Gratitude Friday 2 18 22 – Seeing the Grass Amidst the Lions
“Taking pictures is savoring life intensely, every hundredth of a second.” ― Marc Riboud
I consider myself a picture taker, with a decent eye for framing subject matter. The picture above is a favorite from the Brough of Birsay in the Orkneys, Scotland. A place I want to go back to before the big dirt nap. For the record, I do not consider myself a photographer. An F stop to me is what one yells at a person when one is upset and wants them to cease the activity immediately. I don’t know an F stop from an ISO. For me to take a picture that people like is somewhat flattering, but declaring myself a photographer would be an insult to people who have learned the craft in ways I simply have not yet done. If I called myself a photographer, real ones would have the right to tell me to F stop. It is on my bucket list to learn more about all that stuff. Until then, I am a picture taker, not a photographer. Perhaps someday.
To share why I like taking pictures hits notes in other areas of my life. Truth be told, starting to take pictures came from a realization I needed to spend more time focusing on beauty. This is because I have seen a whole lot of ugly in life. Working with people as a social worker and clinician for many decades has taught me there is almost no end to how horrible human beings can be to each other. Such conduct is pretty much everywhere, beyond the places one might most expect to find it. Having seen a lot of human depravity and the worst in what this world has to offer, I needed to focus on the other stuff. Incidentally, I have also seen humans rise up out of the worst situations. If I am counting things of beauty, I must include the human spirit, people can go through the very worst and end up some of the finest souls you could ever meet.

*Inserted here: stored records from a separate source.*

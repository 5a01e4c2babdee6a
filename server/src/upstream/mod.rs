//! Client side of the cinema backend's REST API.

pub mod http;

use async_trait::async_trait;
use thiserror::Error;

use crate::models::{Account, BookingAck, BookingRequest, FoodItem, Seat, Showtime, Ticket, Voucher};

pub use http::HttpCinemaBackend;

#[derive(Debug, Error)]
pub enum UpstreamError {
    #[error("request to cinema backend failed: {0}")]
    Request(String),

    #[error("cinema backend returned status {status}: {message}")]
    Status { status: u16, message: String },

    #[error("could not decode cinema backend response: {0}")]
    Decode(String),

    #[error("{resource} '{id}' not found")]
    NotFound { resource: &'static str, id: String },

    #[error("booking rejected by cinema backend (status {status}): {message}")]
    Rejected { status: u16, message: String },
}

/// Everything this service reads from or writes to the cinema backend.
#[async_trait]
pub trait CinemaBackend: Send + Sync {
    async fn seats_for_room(&self, room_id: i64) -> Result<Vec<Seat>, UpstreamError>;

    async fn tickets_for_showtime(&self, showtime_id: i64) -> Result<Vec<Ticket>, UpstreamError>;

    async fn showtime(&self, showtime_id: i64) -> Result<Showtime, UpstreamError>;

    async fn voucher(&self, code: &str) -> Result<Voucher, UpstreamError>;

    async fn foods(&self) -> Result<Vec<FoodItem>, UpstreamError>;

    async fn account(&self, phone_number: &str) -> Result<Account, UpstreamError>;

    /// Only an explicit 2xx acknowledgement counts as a booked bill.
    async fn create_booking(&self, request: &BookingRequest) -> Result<BookingAck, UpstreamError>;
}
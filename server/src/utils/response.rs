use axum::http::StatusCode;
use axum::response::{IntoResponse, Response};
use axum::Json;
use serde::Serialize;
use serde_json::Value;

/// Envelope for every successful response.
#[derive(Serialize)]
pub struct ApiResponse<T>
where
    T: Serialize,
{
    pub success: bool,
    pub data: Option<T>,
    pub message: Option<String>,
}

#[derive(Serialize)]
pub struct ApiErrorBody {
    pub code: String,
    pub message: String,
    #[serde(skip_serializing_if = "Option::is_none")]
    pub details: Option<Value>,
}

#[derive(Serialize)]
pub struct ApiErrorResponse {
    pub success: bool,
    pub error: ApiErrorBody,
}

fn envelope<T: Serialize>(status: StatusCode, data: Option<T>, message: String) -> Response {
    let body = ApiResponse {
        success: true,
        data,
        message: Some(message),
    };
    (status, Json(body)).into_response()
}

pub fn success<T: Serialize>(data: T, message: impl Into<String>) -> Response {
    envelope(StatusCode::OK, Some(data), message.into())
}

pub fn created<T: Serialize>(data: T, message: impl Into<String>) -> Response {
    envelope(StatusCode::CREATED, Some(data), message.into())
}

pub fn empty_success(message: impl Into<String>) -> Response {
    envelope::<()>(StatusCode::OK, None, message.into())
}

pub fn error(
    code: &str,
    message: impl Into<String>,
    details: Option<Value>,
    status: StatusCode,
) -> Response {
    let body = ApiErrorResponse {
        success: false,
        error: ApiErrorBody {
            code: code.to_string(),
            message: message.into(),
            details,
        },
    };

    (status, Json(body)).into_response()
}
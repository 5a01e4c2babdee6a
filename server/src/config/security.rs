use axum::http::{header, HeaderName, HeaderValue, Request, Response};
use std::{
    env,
    task::{Context, Poll},
};
use tower::{Layer, Service};

/// Headers added to every response.
const BASE_HEADERS: [(HeaderName, &str); 5] = [
    (header::X_CONTENT_TYPE_OPTIONS, "nosniff"),
    (header::X_FRAME_OPTIONS, "DENY"),
    (header::CONTENT_SECURITY_POLICY, "default-src 'none'; frame-ancestors 'none'"),
    (header::REFERRER_POLICY, "strict-origin-when-cross-origin"),
    // Seat maps, quotes, and sessions go stale within seconds.
    (header::CACHE_CONTROL, "no-store"),
];

const HSTS_VALUE: &str = "max-age=31536000; includeSubDomains";

#[derive(Clone)]
pub struct SecurityHeadersLayer {
    include_hsts: bool,
}

impl SecurityHeadersLayer {
    pub fn new(include_hsts: bool) -> Self {
        Self { include_hsts }
    }

    pub fn from_env() -> Self {
        let is_production = env::var("RUST_ENV")
            .map(|v| v.eq_ignore_ascii_case("production"))
            .unwrap_or(false);

        tracing::info!(hsts = is_production, "Security headers configured");
        Self::new(is_production)
    }
}

impl<S> Layer<S> for SecurityHeadersLayer {
    type Service = SecurityHeadersService<S>;

    fn layer(&self, inner: S) -> Self::Service {
        SecurityHeadersService {
            inner,
            include_hsts: self.include_hsts,
        }
    }
}

#[derive(Clone)]
pub struct SecurityHeadersService<S> {
    inner: S,
    include_hsts: bool,
}

impl<S, ReqBody, ResBody> Service<Request<ReqBody>> for SecurityHeadersService<S>
where
    S: Service<Request<ReqBody>, Response = Response<ResBody>>,
{
    type Response = S::Response;
    type Error = S::Error;
    type Future = SecurityHeadersFuture<S::Future>;

    fn poll_ready(&mut self, cx: &mut Context<'_>) -> Poll<Result<(), Self::Error>> {
        self.inner.poll_ready(cx)
    }

    fn call(&mut self, request: Request<ReqBody>) -> Self::Future {
        SecurityHeadersFuture {
            future: self.inner.call(request),
            include_hsts: self.include_hsts,
        }
    }
}

#[pin_project::pin_project]
pub struct SecurityHeadersFuture<F> {
    #[pin]
    future: F,
    include_hsts: bool,
}

impl<F, ResBody, E> std::future::Future for SecurityHeadersFuture<F>
where
    F: std::future::Future<Output = Result<Response<ResBody>, E>>,
{
    type Output = Result<Response<ResBody>, E>;

    fn poll(self: std::pin::Pin<&mut Self>, cx: &mut Context<'_>) -> Poll<Self::Output> {
        let this = self.project();
        let mut response = match this.future.poll(cx) {
            Poll::Ready(Ok(response)) => response,
            other => return other,
        };

        let headers = response.headers_mut();
        for (name, value) in BASE_HEADERS {
            headers.insert(name, HeaderValue::from_static(value));
        }
        if *this.include_hsts {
            headers.insert(
                header::STRICT_TRANSPORT_SECURITY,
                HeaderValue::from_static(HSTS_VALUE),
            );
        }

        Poll::Ready(Ok(response))
    }
}

pub fn create_security_headers_layer() -> SecurityHeadersLayer {
    SecurityHeadersLayer::from_env()
}

#[cfg(test)]
mod tests {
    use super::*;

    #[test]
    fn hsts_is_opt_in() {
        assert!(!SecurityHeadersLayer::new(false).include_hsts);
        assert!(SecurityHeadersLayer::new(true).include_hsts);
    }
}
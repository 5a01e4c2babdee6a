//! Booking session operations that need the cinema backend or the hold store.

use chrono::{DateTime, Utc};
use serde::Serialize;
use uuid::Uuid;

use super::catalog;
use crate::booking::{BookingFlow, FlowError, PriceQuote, PricedSeat};
use crate::models::{BookingConfirmation, BookingRequest, FoodSelection, SeatKey};
use crate::state::AppState;
use crate::store::HoldRequest;
use crate::utils::error::AppError;

#[derive(Debug, Clone, Serialize)]
pub struct BookingView {
    pub session: BookingFlow,
    pub quote: PriceQuote,
}

impl From<BookingFlow> for BookingView {
    fn from(session: BookingFlow) -> Self {
        let quote = session.quote();
        Self { session, quote }
    }
}

async fn update<T>(
    state: &AppState,
    id: Uuid,
    now: DateTime<Utc>,
    f: impl FnOnce(&mut BookingFlow) -> Result<T, FlowError>,
) -> Result<T, AppError> {
    state
        .sessions
        .update(id, now, f)
        .await
        .ok_or_else(|| AppError::session_not_found(id))?
        .map_err(AppError::from)
}

async fn snapshot(state: &AppState, id: Uuid, now: DateTime<Utc>) -> Result<BookingFlow, AppError> {
    state
        .sessions
        .get(id, now)
        .await
        .ok_or_else(|| AppError::session_not_found(id))
}

pub async fn start(state: &AppState, showtime_id: i64, phone_number: &str) -> Result<BookingView, AppError> {
    let phone_number = phone_number.trim();
    if phone_number.is_empty() {
        return Err(AppError::ValidationError("A phone number is required to book".to_string()));
    }

    let showtime = state.backend.showtime(showtime_id).await?;
    let flow = BookingFlow::new(&showtime, phone_number, Utc::now());
    state.sessions.insert(flow.clone()).await;

    tracing::info!(session_id = %flow.id, showtime_id, "Booking session started");
    Ok(flow.into())
}

pub async fn view(state: &AppState, id: Uuid) -> Result<BookingView, AppError> {
    Ok(snapshot(state, id, Utc::now()).await?.into())
}

/// Checks the seats against live availability, holds them for this session,
/// then records the selection.
pub async fn select_seats(state: &AppState, id: Uuid, seats: Vec<SeatKey>) -> Result<BookingView, AppError> {
    let now = Utc::now();
    let flow = snapshot(state, id, now).await?;
    flow.check_seat_selection(&seats)?;

    let showtime = state.backend.showtime(flow.showtime_id).await?;
    let map = catalog::seat_map(state, &showtime, Some(id), now).await?;
    let unavailable = map.unavailable_among(&seats);
    if !unavailable.is_empty() {
        return Err(AppError::Conflict {
            message: "Some of the selected seats are no longer available".to_string(),
            seats: unavailable.iter().map(ToString::to_string).collect(),
        });
    }

    let priced: Vec<PricedSeat> = seats
        .iter()
        .filter_map(|key| map.status(key).map(PricedSeat::from))
        .collect();

    state
        .store
        .place_hold(HoldRequest {
            session_id: id,
            showtime_id: flow.showtime_id,
            seats: seats.clone(),
            now,
            expires_at: now + state.config.hold_ttl,
        })
        .await?;

    if let Err(e) = update(state, id, now, |f| f.select_seats(priced)).await {
        restore_holds(state, &flow, now).await;
        return Err(e);
    }

    tracing::info!(session_id = %id, seats = seats.len(), "Seats held");
    view(state, id).await
}

/// Puts back the holds for `flow`'s recorded selection after a new
/// selection was held but could not be recorded.
async fn restore_holds(state: &AppState, flow: &BookingFlow, now: DateTime<Utc>) {
    let restored = state
        .store
        .place_hold(HoldRequest {
            session_id: flow.id,
            showtime_id: flow.showtime_id,
            seats: flow.seat_keys(),
            now,
            expires_at: now + state.config.hold_ttl,
        })
        .await;

    if let Err(e) = restored {
        tracing::warn!(session_id = %flow.id, error = %e, "Could not restore previous seat holds");
    }
}

pub async fn select_foods(
    state: &AppState,
    id: Uuid,
    selections: &[FoodSelection],
) -> Result<BookingView, AppError> {
    let foods = catalog::price_foods(state, selections).await?;
    update(state, id, Utc::now(), |f| f.select_foods(foods)).await?;
    view(state, id).await
}

pub async fn apply_voucher(state: &AppState, id: Uuid, code: &str) -> Result<BookingView, AppError> {
    let now = Utc::now();
    let voucher = catalog::usable_voucher(state, code, now).await?;
    update(state, id, now, |f| f.apply_voucher(voucher)).await?;
    view(state, id).await
}

pub async fn clear_voucher(state: &AppState, id: Uuid) -> Result<BookingView, AppError> {
    update(state, id, Utc::now(), BookingFlow::clear_voucher).await?;
    view(state, id).await
}

pub async fn advance(state: &AppState, id: Uuid) -> Result<BookingView, AppError> {
    let step = update(state, id, Utc::now(), BookingFlow::advance).await?;
    tracing::debug!(session_id = %id, ?step, "Booking advanced");
    view(state, id).await
}

pub async fn back(state: &AppState, id: Uuid) -> Result<BookingView, AppError> {
    update(state, id, Utc::now(), BookingFlow::back).await?;
    view(state, id).await
}

pub async fn abandon(state: &AppState, id: Uuid) -> Result<(), AppError> {
    let flow = state
        .sessions
        .remove(id)
        .await
        .ok_or_else(|| AppError::session_not_found(id))?;
    let released = state.store.release_holds(id).await?;

    tracing::info!(session_id = %id, showtime_id = flow.showtime_id, released, "Booking session abandoned");
    Ok(())
}

/// Submits the booking. A confirmation is only issued after the cinema
/// backend acknowledges the bill; on any failure the session returns to the
/// payment step with its holds intact.
pub async fn checkout(state: &AppState, id: Uuid) -> Result<BookingConfirmation, AppError> {
    let now = Utc::now();
    let request = update(state, id, now, BookingFlow::begin_checkout).await?;
    let flow = snapshot(state, id, now).await?;

    match submit(state, id, &flow, &request, now).await {
        Ok(confirmation) => Ok(confirmation),
        Err(e) => {
            state
                .sessions
                .update(id, now, |f| {
                    f.abort_checkout();
                    Ok::<_, FlowError>(())
                })
                .await;
            tracing::warn!(session_id = %id, error = %e, "Checkout failed");
            Err(e)
        }
    }
}

async fn submit(
    state: &AppState,
    id: Uuid,
    flow: &BookingFlow,
    request: &BookingRequest,
    now: DateTime<Utc>,
) -> Result<BookingConfirmation, AppError> {
    let seats = flow.seat_keys();

    // The voucher may have expired or been redeemed since it was applied.
    if let Some(applied) = &flow.voucher {
        applied.check_usable(now)?;
        catalog::usable_voucher(state, &applied.code, now).await?;
    }

    // Tickets may have been issued since the seats were selected.
    let showtime = state.backend.showtime(flow.showtime_id).await?;
    let map = catalog::seat_map(state, &showtime, Some(id), now).await?;
    let unavailable = map.unavailable_among(&seats);
    if !unavailable.is_empty() {
        return Err(AppError::Conflict {
            message: "Some seats were taken before checkout completed".to_string(),
            seats: unavailable.iter().map(ToString::to_string).collect(),
        });
    }

    // Re-taking the hold fails if ours lapsed and another session grabbed a seat.
    state
        .store
        .place_hold(HoldRequest {
            session_id: id,
            showtime_id: flow.showtime_id,
            seats: seats.clone(),
            now,
            expires_at: now + state.config.hold_ttl,
        })
        .await?;

    let ack = state.backend.create_booking(request).await?;

    let quote = flow.quote();
    let confirmation = BookingConfirmation {
        id: Uuid::new_v4(),
        bill_id: ack.bill_id,
        showtime_id: flow.showtime_id,
        phone_number: flow.phone_number.clone(),
        seat_count: i32::try_from(seats.len()).unwrap_or(i32::MAX),
        seats,
        subtotal: quote.subtotal,
        discount: quote.discount,
        total: quote.total,
        voucher_code: quote.voucher_code,
        created_at: Utc::now(),
    };

    // The bill exists upstream from here on; the session must not be resubmitted.
    state.sessions.remove(id).await;
    if let Err(e) = state.store.release_holds(id).await {
        tracing::warn!(session_id = %id, error = %e, "Failed to release holds after checkout");
    }
    if let Err(e) = state.store.save_confirmation(&confirmation).await {
        tracing::error!(bill_id = ack.bill_id, error = %e, "Booked bill has no stored confirmation");
        return Err(e.into());
    }

    tracing::info!(
        session_id = %id,
        bill_id = ack.bill_id,
        confirmation_id = %confirmation.id,
        total = %confirmation.total,
        "Booking confirmed"
    );
    Ok(confirmation)
}

pub async fn confirmation(state: &AppState, id: Uuid) -> Result<BookingConfirmation, AppError> {
    state
        .store
        .confirmation(id)
        .await?
        .ok_or_else(|| AppError::NotFound(format!("Booking confirmation '{id}' was not found")))
}
pub mod booking;
pub mod config;
pub mod handlers;
pub mod models;
pub mod routes;
pub mod services;
pub mod state;
pub mod store;
pub mod upstream;
pub mod utils;
//! Seat layout generation.
//!
//! A room's grid is either taken from the seat definitions stored by the
//! cinema backend or, when a room has none, generated from configured
//! dimensions. Generated seats are typed purely by row position: the last
//! row holds couple seats, the row in front of it VIP seats, every other
//! row normal seats.

use std::collections::BTreeMap;

use rust_decimal::Decimal;
use serde::{Deserialize, Serialize};
use thiserror::Error;

use crate::models::{Seat, SeatKey, SeatKeyError, SeatState, SeatType};

pub const MAX_ROWS: u16 = 26;
pub const MAX_COLUMNS: u16 = 99;

#[derive(Debug, Error, PartialEq, Eq)]
pub enum LayoutError {
    #[error("a room needs between 1 and 26 rows, got {0}")]
    InvalidRows(u16),

    #[error("a room needs between 1 and 99 columns, got {0}")]
    InvalidColumns(u16),
}

#[derive(Debug, Clone, Copy, PartialEq, Eq, Serialize, Deserialize)]
pub struct SeatGrid {
    pub rows: u16,
    pub columns: u16,
}

impl SeatGrid {
    pub fn new(rows: u16, columns: u16) -> Result<Self, LayoutError> {
        if rows == 0 || rows > MAX_ROWS {
            return Err(LayoutError::InvalidRows(rows));
        }
        if columns == 0 || columns > MAX_COLUMNS {
            return Err(LayoutError::InvalidColumns(columns));
        }
        Ok(Self { rows, columns })
    }

    pub fn capacity(&self) -> usize {
        usize::from(self.rows) * usize::from(self.columns)
    }

    pub fn contains(&self, key: &SeatKey) -> bool {
        key.row_index() < usize::from(self.rows) && key.column >= 1 && key.column <= self.columns
    }

    /// Seat class for a zero-based row index.
    pub fn seat_type_for_row(&self, row_index: u16) -> SeatType {
        let last = self.rows.saturating_sub(1);
        if row_index >= last {
            SeatType::Couple
        } else if row_index + 1 == last {
            SeatType::Vip
        } else {
            SeatType::Normal
        }
    }
}

/// Unit ticket price per seat class, in VND.
#[derive(Debug, Clone, PartialEq, Serialize, Deserialize)]
pub struct SeatPricing {
    pub normal: Decimal,
    pub vip: Decimal,
    pub couple: Decimal,
}

impl Default for SeatPricing {
    fn default() -> Self {
        Self {
            normal: Decimal::from(75_000),
            vip: Decimal::from(90_000),
            couple: Decimal::from(150_000),
        }
    }
}

impl SeatPricing {
    pub fn price_for(&self, seat_type: SeatType) -> Decimal {
        match seat_type {
            SeatType::Normal => self.normal,
            SeatType::Vip => self.vip,
            SeatType::Couple => self.couple,
        }
    }
}

#[derive(Debug, Clone, PartialEq, Serialize, Deserialize)]
pub struct SeatDescriptor {
    pub key: SeatKey,
    pub seat_type: SeatType,
    pub price: Decimal,
    pub state: SeatState,
}

impl TryFrom<&Seat> for SeatDescriptor {
    type Error = SeatKeyError;

    fn try_from(seat: &Seat) -> Result<Self, Self::Error> {
        Ok(Self {
            key: seat.key()?,
            seat_type: seat.seat_type,
            price: seat.price,
            state: seat.state,
        })
    }
}

#[derive(Debug, Clone, Copy, PartialEq, Eq, Serialize, Deserialize)]
#[serde(rename_all = "lowercase")]
pub enum LayoutSource {
    Defined,
    Generated,
}

#[derive(Debug, Clone, Serialize, Deserialize)]
pub struct RoomLayout {
    pub room_id: i64,
    pub grid: SeatGrid,
    pub source: LayoutSource,
    pub seats: Vec<SeatDescriptor>,
}

impl RoomLayout {
    /// Uses the backend's seat definitions when there are any, otherwise
    /// generates the configured grid.
    pub fn for_room(room_id: i64, defined: &[Seat], grid: SeatGrid, pricing: &SeatPricing) -> Self {
        if defined.is_empty() {
            Self {
                room_id,
                grid,
                source: LayoutSource::Generated,
                seats: generate(grid, pricing),
            }
        } else {
            let seats = from_definitions(defined);
            Self {
                room_id,
                grid: bounding_grid(&seats),
                source: LayoutSource::Defined,
                seats,
            }
        }
    }

    pub fn seat(&self, key: &SeatKey) -> Option<&SeatDescriptor> {
        self.seats.iter().find(|seat| seat.key == *key)
    }
}

/// Row-major list of every seat in `grid` (A1, A2, ..., B1, ...).
pub fn generate(grid: SeatGrid, pricing: &SeatPricing) -> Vec<SeatDescriptor> {
    let mut seats = Vec::with_capacity(grid.capacity());
    for row_index in 0..grid.rows {
        let row = char::from(b'A' + row_index as u8);
        let seat_type = grid.seat_type_for_row(row_index);
        let price = pricing.price_for(seat_type);

        for column in 1..=grid.columns {
            seats.push(SeatDescriptor {
                key: SeatKey::new(row, column),
                seat_type,
                price,
                state: SeatState::Available,
            });
        }
    }
    seats
}

/// Backend definitions sorted row-major. A duplicated (row, column) keeps the
/// first definition; rows outside A..=Z are skipped.
pub fn from_definitions(seats: &[Seat]) -> Vec<SeatDescriptor> {
    let mut by_key: BTreeMap<SeatKey, SeatDescriptor> = BTreeMap::new();
    for seat in seats {
        let descriptor = match SeatDescriptor::try_from(seat) {
            Ok(descriptor) => descriptor,
            Err(e) => {
                tracing::warn!(room_id = seat.room_id, error = %e, "Invalid seat definition ignored");
                continue;
            }
        };
        if by_key.contains_key(&descriptor.key) {
            tracing::warn!(room_id = seat.room_id, seat = %descriptor.key, "Duplicate seat definition ignored");
            continue;
        }
        by_key.insert(descriptor.key, descriptor);
    }
    by_key.into_values().collect()
}

fn bounding_grid(seats: &[SeatDescriptor]) -> SeatGrid {
    let rows = seats
        .iter()
        .map(|seat| seat.key.row_index() + 1)
        .max()
        .unwrap_or(0);
    let columns = seats.iter().map(|seat| seat.key.column).max().unwrap_or(0);
    SeatGrid {
        rows: u16::try_from(rows).unwrap_or(u16::MAX),
        columns,
    }
}

#[cfg(test)]
mod tests {
    use super::*;
    use proptest::prelude::*;
    use std::collections::HashSet;

    fn grid(rows: u16, columns: u16) -> SeatGrid {
        SeatGrid::new(rows, columns).unwrap()
    }

    #[test]
    fn rejects_out_of_range_dimensions() {
        assert_eq!(SeatGrid::new(0, 10), Err(LayoutError::InvalidRows(0)));
        assert_eq!(SeatGrid::new(27, 10), Err(LayoutError::InvalidRows(27)));
        assert_eq!(SeatGrid::new(10, 0), Err(LayoutError::InvalidColumns(0)));
        assert_eq!(SeatGrid::new(10, 100), Err(LayoutError::InvalidColumns(100)));
    }

    #[test]
    fn ten_by_twelve_grid_is_row_major() {
        let seats = generate(grid(10, 12), &SeatPricing::default());
        assert_eq!(seats.len(), 120);
        assert_eq!(seats[0].key.to_string(), "A1");
        assert_eq!(seats[11].key.to_string(), "A12");
        assert_eq!(seats[12].key.to_string(), "B1");
        assert_eq!(seats[119].key.to_string(), "J12");
    }

    #[test]
    fn seat_class_follows_row_position() {
        let seats = generate(grid(10, 10), &SeatPricing::default());
        let type_of = |label: &str| {
            seats
                .iter()
                .find(|s| s.key.to_string() == label)
                .map(|s| s.seat_type)
                .unwrap()
        };

        assert_eq!(type_of("A1"), SeatType::Normal);
        assert_eq!(type_of("H10"), SeatType::Normal);
        assert_eq!(type_of("I1"), SeatType::Vip);
        assert_eq!(type_of("J5"), SeatType::Couple);
    }

    #[test]
    fn single_row_grid_is_all_couple() {
        let seats = generate(grid(1, 4), &SeatPricing::default());
        assert!(seats.iter().all(|s| s.seat_type == SeatType::Couple));
    }

    #[test]
    fn generated_prices_come_from_class_table() {
        let pricing = SeatPricing::default();
        let seats = generate(grid(3, 2), &pricing);
        assert_eq!(seats[0].price, pricing.normal);
        assert_eq!(seats[2].price, pricing.vip);
        assert_eq!(seats[4].price, pricing.couple);
    }

    #[test]
    fn defined_seats_take_precedence_over_generated_grid() {
        let defined = vec![
            Seat {
                room_id: 4,
                seat_row: 'B',
                seat_column: 3,
                seat_type: SeatType::Vip,
                state: SeatState::Available,
                price: Decimal::from(100_000),
            },
            Seat {
                room_id: 4,
                seat_row: 'A',
                seat_column: 1,
                seat_type: SeatType::Normal,
                state: SeatState::Unavailable,
                price: Decimal::from(60_000),
            },
        ];

        let layout = RoomLayout::for_room(4, &defined, grid(10, 10), &SeatPricing::default());
        assert_eq!(layout.source, LayoutSource::Defined);
        assert_eq!(layout.grid, SeatGrid { rows: 2, columns: 3 });
        assert_eq!(layout.seats.len(), 2);
        assert_eq!(layout.seats[0].key.to_string(), "A1");
        assert_eq!(layout.seats[0].state, SeatState::Unavailable);
    }

    #[test]
    fn definitions_with_non_letter_rows_are_skipped() {
        let seat = |seat_row: char| Seat {
            room_id: 4,
            seat_row,
            seat_column: 2,
            seat_type: SeatType::Normal,
            state: SeatState::Available,
            price: Decimal::from(75_000),
        };

        let seats = from_definitions(&[seat('1'), seat('é'), seat('c')]);
        assert_eq!(seats.len(), 1);
        assert_eq!(seats[0].key, SeatKey::new('C', 2));
        assert_eq!(bounding_grid(&seats), SeatGrid { rows: 3, columns: 2 });
    }

    #[test]
    fn empty_definitions_fall_back_to_configured_grid() {
        let layout = RoomLayout::for_room(9, &[], grid(10, 12), &SeatPricing::default());
        assert_eq!(layout.source, LayoutSource::Generated);
        assert_eq!(layout.seats.len(), 120);
    }

    proptest! {
        #[test]
        fn generated_grid_has_rows_times_columns_unique_seats(rows in 1u16..=MAX_ROWS, columns in 1u16..=MAX_COLUMNS) {
            let g = grid(rows, columns);
            let seats = generate(g, &SeatPricing::default());
            let unique: HashSet<SeatKey> = seats.iter().map(|s| s.key).collect();

            prop_assert_eq!(seats.len(), g.capacity());
            prop_assert_eq!(unique.len(), g.capacity());
            prop_assert!(seats.iter().all(|s| g.contains(&s.key)));
        }
    }
}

In fact, this seems to be how these souls develop most often.
Seeing a lot of ugly stuff go down ends up wiring a person to look at the world in a certain way. One of these things I have developed is a heightened level of situational awareness. At nearly every moment, I am reflexively looking for what can go wrong. Two years ago, I saved a woman’s life because of how I am wired this way. Running a residential SUD treatment center for 14 years probably honed these observational skills to a fine point. Truth be told, I developed such skills very early in life for reasons that I will not delineate here. Stuff necessary to getting past age 12 all the way to 56. I am not alone. A lot of people have experienced high levels of stress, particularly in early childhood that leads to a heightened response to perceived danger. This video explains what happens when a trauma response gets triggered too often. Hard wired for threat detection can increase all kinds of stuff that is not good for our health.
Amazing survival skills, but with a price. I don’t want to be stuck in fight or flight all the time. My brain has extra wiring to see the lion in the grass waiting to eviscerate me. I can see one from a mile away. It is also true that scanning for hidden lions in every patch of grass can shrink the brain! The cool recovery lesson is that we can change our brains by changing what we do. I was taught this early in recovery. It is a profound and powerful tool that has a lot of applicability, to a myriad of behavior and thinking patterns, and not just for me. Anyone can do it. All one has to do is focus on something that one wants to experience more of the brain looks for it more often. It actually changes brain architecture.
This article from Harvard Health talks about how to protect the brain from chronic stress. An important topic at this juncture. Right now, medical care workers, first responders and even grocery store clerks are walking around with a few too many activations of that fight or flight response. This article from Forbes suggests seven ways a person can take advantage of the brains plasticity and reverse the alterations that occur as a result of too many perceived lions, tigers and bears in the grass. We all have these things called dendrites in our brain, and the ones we feed grow, and the ones we stop feeding shrink. In simple terms, that is how axon growth and the arborization of dendrites occurs. While this article talks about how our brains reach their peak axon development and that our axons shrink by 45% between ages 20 and 80, it is also true that at any age we can take advantage of our brains neuroplasticity and train it to focus on what we want to experience. Life does not begin to end at 20 even if it is when we start losing our marbles.
The bottom line is I saw far too much ugly over an extended period of time. Now, I look for beauty and try and capture it with a camera. I even find it pleasing to look back at these photos and so many wonderful memories of all these positive experiences come flooding back. I still see the lions, but the grass is pretty amazing when the light captures it just right! I am grateful for the grass, a camera and two eyes to see and capture as much beauty as I am able to find in the world!
This gratitude Friday, I am that we have the capacity to change what we think and how we respond to things. I am grateful that the human brain can rewire and that we can do things to change how our brains work. I have taught mine to stay in recovery. I have also taught it to look for beauty as I walk through this life. I am grateful to live in a world that is so incredibly beautiful, even if one has to wade through the ugly to see it. Life is more than lions waiting to eat you. What are you grateful for today?